We have Netflix, so I end up watching my way through shows on there. Earlier this year I watched Bones, Lie to Me, and then Numb3rs. Now it's the X-Files. I was too young to handle watching the show when it was on TV; I was one of those kids who was terrified of everything. And no one does creepy quite like the X-Files.
Early in season 2, there's a vampire episode. What with all the novels and television shows about vampirism, it's not exactly an unusual choice. However, the X-Files takes a different stab (pun not intended) at the vampire genre.
From Twilight to True Blood, vampires in popular culture are generally portrayed as erotic. The odd evil one pops up (the one wanting to kill and eat Bella in the first Twilight book, for example), but the hypnotically sexy portrayal is the one that usually dominates. It's intriguing that monsters who steal lives by draining people of blood, monsters who are dead themselves--dead but unable to truly die, stuck in some sort of half-life that compells them to stalk the living--are idolized. Immortal, but undead. Beautiful and unaging, yet condemned to exist without changing in a world where change is a constant factor. And this is what we claim to want.

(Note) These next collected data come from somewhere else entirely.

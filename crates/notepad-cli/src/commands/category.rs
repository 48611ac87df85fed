use notepad_core::db::SlotRepository;
use notepad_core::query::category_note_count;
use notepad_core::reminder::NotificationCenter;
use notepad_core::{Category, Notebook};
use serde::Serialize;

use crate::commands::common::resolve_category;
use crate::error::CliError;

#[derive(Debug, Serialize)]
pub struct CategoryListItem {
    pub id: String,
    pub name: String,
    pub is_default: bool,
    pub notes: usize,
}

pub async fn run_category_create<S, N>(
    notebook: &mut Notebook<S, N>,
    name: &str,
) -> Result<Category, CliError>
where
    S: SlotRepository,
    N: NotificationCenter,
{
    let category = notebook.create_category(name).await?;
    println!("{}", category.id);
    Ok(category)
}

pub fn category_list_items<S, N>(notebook: &Notebook<S, N>) -> Vec<CategoryListItem>
where
    S: SlotRepository,
    N: NotificationCenter,
{
    notebook
        .categories()
        .iter()
        .map(|category| CategoryListItem {
            id: category.id.to_string(),
            name: category.name.clone(),
            is_default: category.is_default(),
            notes: category_note_count(notebook.notes(), &category.id),
        })
        .collect()
}

pub fn run_category_list<S, N>(notebook: &Notebook<S, N>, as_json: bool) -> Result<(), CliError>
where
    S: SlotRepository,
    N: NotificationCenter,
{
    let items = category_list_items(notebook);
    if as_json {
        println!("{}", serde_json::to_string_pretty(&items)?);
    } else {
        for item in items {
            let marker = if item.is_default { "*" } else { " " };
            println!("{marker} {:<24}  {:>4}  {}", item.name, item.notes, item.id);
        }
    }
    Ok(())
}

pub async fn run_category_delete<S, N>(
    notebook: &mut Notebook<S, N>,
    category: &str,
) -> Result<(), CliError>
where
    S: SlotRepository,
    N: NotificationCenter,
{
    let category_id = resolve_category(category, notebook)?;
    let removed = notebook.delete_category(&category_id).await?;
    println!("{}", removed.id);
    Ok(())
}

My favourite works in the vampire genre tend to lean a certain direction. Sunshine, Buffy--they can interpret the vampiric as conflicted, as good mingled with evil--human, in a sense. But being a vampire, the taking of blood, is not sexy. It's not erotic. It's evil, and it's disgusting. Revolting. Vampires are to be destroyed when possible, because otherwise they will continue to kill. With or without remorse, they are still driven to kill, and being sentient, discerning beings, they can admit that murdering humans, the race from which they have sprung, is wrong. Yet they continue to kill, using a hunger for blood as an excuse (there's an argument for vegetarianism in here somewhere, I'm sure, but since I'm mostly definitely an omnivore, I'm not going there tonight).
The X-Files episode on vampires most definitely leans toward the revolting side of things. It captures the grossness of the vampire, the absolute wrongness of it. Personally, I think there's more to be said for that perspective. It's far more realistic. If I'm going to fantasize, I'd rather have a daydream that involved something healthier than a creepy vampire stalker boyfriend.